Language in Northern Ireland: Indifference & Obsession 
Angeline King
Language in Northern Ireland is Shakespearean in more ways than one. Archaic expressions that went out of fashion in England long ago linger on, at least among the postwar generation; while the drama concerning Irish and Ulster Scots could be likened to a boisterous Elizabethan play.
It is a drama that mystifies language teachers, language graduates and business owners who are aware of the marked indifference towards languages in this country: the number of pupils learning languages at GCSE level declined by 19% between 2010 and 2018; languages are no longer compulsory at Key Stage Four; Ulster University has closed its School of Modern languages; students have to travel outside Northern Ireland to study German at tertiary level; and it is often necessary to recruit economic immigrants to redress workplace language requirements. 
Scientists worldwide have proven time and again that language acquisition has a positive effect on brain development, but we tell our students to learn STEM subjects and not languages; possibly so that they can come to this conclusion. Few realise the benefits that languages bring to STEM: how easy it is for a language student to pick up any language, including programming languages and scientific vocabulary, once those skills are acquired. We are also desperately short of good communicators willing to stand up in front of a room and speak fluently as language students are trained to do.
Meanwhile, our dismissal of English language learning, specifically grammar, leaves our fellow country men and women perpetually in a pickle over verb conjugations and tenses. The good old Ulster expression “I done my homework, Miss!” is so widespread that it could be deemed both a misuse of tense and correct application of dialect. Confusion surrounding subjects, objects and personal pronouns, and the promotion of “I” beyond its purpose means that many live in fear of the words ‘me’ and ‘my.’ 

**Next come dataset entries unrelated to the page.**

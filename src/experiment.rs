//! Timing harness: runs the engines against one graph and reports measured
//! time next to each engine's theoretical operation count.

use chrono::Local;
use serde::Serialize;
use std::time::Instant;

use crate::complexity::Algorithm;
use crate::error::GraphError;
use crate::graph::{
    dijkstra_array_scan, dijkstra_binary_heap, BellmanFord, Distance, Graph, ShortestPaths,
};

/// What an engine reports for the queried destination
#[derive(Debug, Clone, PartialEq, Eq, Serialize)]
#[serde(tag = "kind", content = "value", rename_all = "snake_case")]
pub enum Outcome {
    Distance(i64),
    Unreachable,
    NegativeCycle,
    /// The engine refused the input (e.g. Dijkstra on negative weights)
    Rejected(String),
}

impl Outcome {
    fn from_result(result: &Result<ShortestPaths, GraphError>, target: usize) -> Self {
        match result {
            Ok(paths) => match paths.distance_to(target) {
                Some(Distance::Finite(d)) => Outcome::Distance(d),
                _ => Outcome::Unreachable,
            },
            Err(GraphError::NegativeCycle { .. }) => Outcome::NegativeCycle,
            Err(e) => Outcome::Rejected(e.to_string()),
        }
    }

    pub fn describe(&self) -> String {
        match self {
            Outcome::Distance(d) => d.to_string(),
            Outcome::Unreachable => "Infinity (no path)".to_string(),
            Outcome::NegativeCycle => "negative weight cycle".to_string(),
            Outcome::Rejected(reason) => format!("rejected: {}", reason),
        }
    }
}

#[derive(Debug, Clone, Serialize)]
pub struct AlgorithmRun {
    pub algorithm: Algorithm,
    pub big_o: &'static str,
    pub outcome: Outcome,
    /// Fastest of the timed repetitions, in milliseconds
    pub elapsed_ms: f64,
    pub theoretical_ops: f64,
    pub repetitions: usize,
}

#[derive(Debug, Clone, Serialize)]
pub struct ExperimentReport {
    pub started_at: String,
    pub nodes: usize,
    pub edges: usize,
    pub total_weight: i64,
    pub source: usize,
    pub target: usize,
    pub runs: Vec<AlgorithmRun>,
}

impl ExperimentReport {
    /// Whether every run that produced a distance produced the same one
    pub fn agree(&self) -> bool {
        let mut distances = self.runs.iter().filter_map(|run| match run.outcome {
            Outcome::Distance(d) => Some(Some(d)),
            Outcome::Unreachable => Some(None),
            _ => None,
        });
        match distances.next() {
            Some(first) => distances.all(|d| d == first),
            None => true,
        }
    }

    pub fn to_json(&self) -> serde_json::Result<String> {
        serde_json::to_string_pretty(self)
    }
}

/// One graph, one source, one destination
pub struct Experiment<'a> {
    graph: &'a Graph,
    source: usize,
    target: usize,
}

impl<'a> Experiment<'a> {
    /// Fails if `source` or `target` is not a vertex of `graph`
    pub fn new(graph: &'a Graph, source: usize, target: usize) -> Result<Self, GraphError> {
        graph.check_vertex(source)?;
        graph.check_vertex(target)?;
        Ok(Self {
            graph,
            source,
            target,
        })
    }

    /// Experiment towards the last vertex, the harness's default destination
    pub fn towards_last_vertex(graph: &'a Graph, source: usize) -> Result<Self, GraphError> {
        Self::new(graph, source, graph.node_count() - 1)
    }

    /// Run a single engine once
    pub fn solve(&self, algorithm: Algorithm) -> Result<ShortestPaths, GraphError> {
        match algorithm {
            Algorithm::BellmanFord => BellmanFord::baseline(self.graph).run(self.source),
            Algorithm::BellmanFordImproved => BellmanFord::improved(self.graph).run(self.source),
            Algorithm::DijkstraArray => dijkstra_array_scan(self.graph, self.source),
            Algorithm::DijkstraHeap => dijkstra_binary_heap(self.graph, self.source),
        }
    }

    /// Time `algorithm` over `repeat` runs (at least one), keeping the fastest
    pub fn measure(&self, algorithm: Algorithm, repeat: usize) -> AlgorithmRun {
        let repetitions = repeat.max(1);
        let timed = || {
            let started = Instant::now();
            let result = self.solve(algorithm);
            (result, started.elapsed())
        };

        let (result, mut fastest) = timed();
        for _ in 1..repetitions {
            let (_, elapsed) = timed();
            fastest = fastest.min(elapsed);
        }

        let run = AlgorithmRun {
            algorithm,
            big_o: algorithm.big_o(),
            outcome: Outcome::from_result(&result, self.target),
            elapsed_ms: fastest.as_secs_f64() * 1000.0,
            theoretical_ops: algorithm
                .theoretical_ops(self.graph.node_count(), self.graph.edge_count()),
            repetitions,
        };
        tracing::info!(
            "{}: {} from {} to {} in {:.3} ms (theoretical {:.0} ops)",
            run.algorithm,
            run.outcome.describe(),
            self.source,
            self.target,
            run.elapsed_ms,
            run.theoretical_ops
        );
        run
    }

    /// Run every algorithm in order, sequentially
    pub fn run(&self, algorithms: &[Algorithm], repeat: usize) -> ExperimentReport {
        let stats = self.graph.statistics();
        if stats.num_edges != self.graph.edge_count() {
            tracing::warn!(
                "Edge counter {} disagrees with traversal count {}",
                self.graph.edge_count(),
                stats.num_edges
            );
        }

        let runs = algorithms
            .iter()
            .map(|&algorithm| self.measure(algorithm, repeat))
            .collect();

        ExperimentReport {
            started_at: Local::now().to_rfc3339(),
            nodes: stats.num_nodes,
            edges: stats.num_edges,
            total_weight: stats.total_weight,
            source: self.source,
            target: self.target,
            runs,
        }
    }
}

#[cfg(test)]
mod tests {
    use super::*;

    fn sample_graph() -> Graph {
        Graph::from_edges(4, [(0, 1, 10), (0, 2, 5), (2, 1, 2), (1, 3, 1)]).unwrap()
    }

    #[test]
    fn test_all_algorithms_agree_on_sample() {
        let graph = sample_graph();
        let experiment = Experiment::towards_last_vertex(&graph, 0).unwrap();
        let report = experiment.run(&Algorithm::ALL, 2);

        assert_eq!(report.runs.len(), 4);
        assert_eq!(report.target, 3);
        assert_eq!(report.total_weight, 18);
        for run in &report.runs {
            assert_eq!(run.outcome, Outcome::Distance(8), "{}", run.algorithm);
            assert_eq!(run.repetitions, 2);
            assert!(run.elapsed_ms >= 0.0);
        }
        assert!(report.agree());
    }

    #[test]
    fn test_negative_cycle_and_rejection() {
        let graph = Graph::from_edges(3, [(0, 1, 1), (1, 2, -1), (2, 1, -1)]).unwrap();
        let report = Experiment::new(&graph, 0, 2).unwrap().run(&Algorithm::ALL, 1);

        assert_eq!(report.runs[0].outcome, Outcome::NegativeCycle);
        assert_eq!(report.runs[1].outcome, Outcome::NegativeCycle);
        assert!(matches!(report.runs[2].outcome, Outcome::Rejected(_)));
        assert!(matches!(report.runs[3].outcome, Outcome::Rejected(_)));
        assert!(report.agree());
    }

    #[test]
    fn test_unreachable_target() {
        let graph = Graph::from_edges(3, [(0, 1, 4)]).unwrap();
        let experiment = Experiment::towards_last_vertex(&graph, 0).unwrap();
        let run = experiment.measure(Algorithm::DijkstraHeap, 0);
        assert_eq!(run.outcome, Outcome::Unreachable);
        assert_eq!(run.repetitions, 1);
    }

    #[test]
    fn test_rejects_bad_endpoints() {
        let graph = sample_graph();
        assert!(Experiment::new(&graph, 0, 4).is_err());
        assert!(Experiment::new(&graph, 7, 0).is_err());
    }

    #[test]
    fn test_report_serializes() {
        let graph = sample_graph();
        let report = Experiment::towards_last_vertex(&graph, 0)
            .unwrap()
            .run(&[Algorithm::DijkstraArray], 1);
        let json = report.to_json().unwrap();
        assert!(json.contains("\"algorithm\": \"dijkstra-array\""));
        assert!(json.contains("\"kind\": \"distance\""));
    }
}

To understand the obsession with language, let’s begin with Ulster Scots. Apart from a handful of politicians who bang the drum in favour of it and a scattering of academics who take a serious view of it, unionists, nationalists and neithers at “social media level” appear united in the common belief that Ulster Scots is not a language, dialect or thing. 
Certainty reigns with regard to the occurrence of the seventeenth century Ulster Plantation, and we hear about it often, so it seems that the Scots-speaking folk who came to Ulster in their droves in the 1600s left their tongues at home; a concept reminiscent (reversely) of the old Breton legend in which the Welsh settlers of Brittany cut off the tongues of native women to ensure the language of the invading Britons’ prevailed. 
Any accidental merging of Elizabethan English, Gaelic and Scots to create something we would one day call Ulster Scots is inconceivable; presumably due to the widely held belief that languages can’t evolve or be given new names like Java, C#, Python, Visual Basic or English. Even those who grew up with Ulster Scots can’t quite believe that Ulster Scots is a language/dialect/thing because they received so many lashes for “bad English” that they’re too scundered to speak it. Besides, it can’t be a language because it’s too like English.
As to Scots, the tossing of rotten cabbages onto the stage of linguistic discourse seems less apparent, perhaps because Rab C. Nesbitt and Trainspotting require subtitles in some quarters. Or, maybe there is a general acceptance that Scots and English are part of the Germanic language family, that they originated in the fifth century Angles invasions and that they flourished into their own language/dialect/thing in much the same way that Dutch and German did; that the Golden Age of Scots was from around 1450 to 1700 and that the problem surrounding Ulster Scots hinges on the word Ulster.
Irish, like English, is accepted as a language by everyone. It’s less confusing on account of the fact that it’s more confusing. It looks and sounds incomprehensible: therefore, it’s a language. Even those who take to the streets to campaign against an Irish Language Act are wholeheartedly on board with the fact that it’s a language, albeit one they don’t want on their streets, in their courts or in their civil service; and whilst some see this as no less severe than the cutting of tongues of the native Irish by modern day Northern Ireland Brits, others want all Northern Ireland pounds to be diverted to the emergency situation in the NHS, and strictly not to the Irish language, or any other language for that matter.
This puts the Irish language up there with the arts in Northern Ireland, including literature and theatre, with hecklers on all sides seemingly unaware of the benefits of language on the health of the nation. And so here we are at the dawn of 2020, both indifferent about and obsessed by language, firing rotten cabbages onto the stage even when we haven’t done our homework.
Angeline King is a writer and novelist from Larne, who is best known for her novels Snugville Street and A Belfast Tale. She worked in international business for twenty years, has a BA Hons in French and History from Queens’ University and a Masters’ in Applied Languages and Business from Ulster University. Angeline is currently learning Irish and she has experimented with Ulster Scots, the language/dialect/thing of her upbringing, in some of her literary work.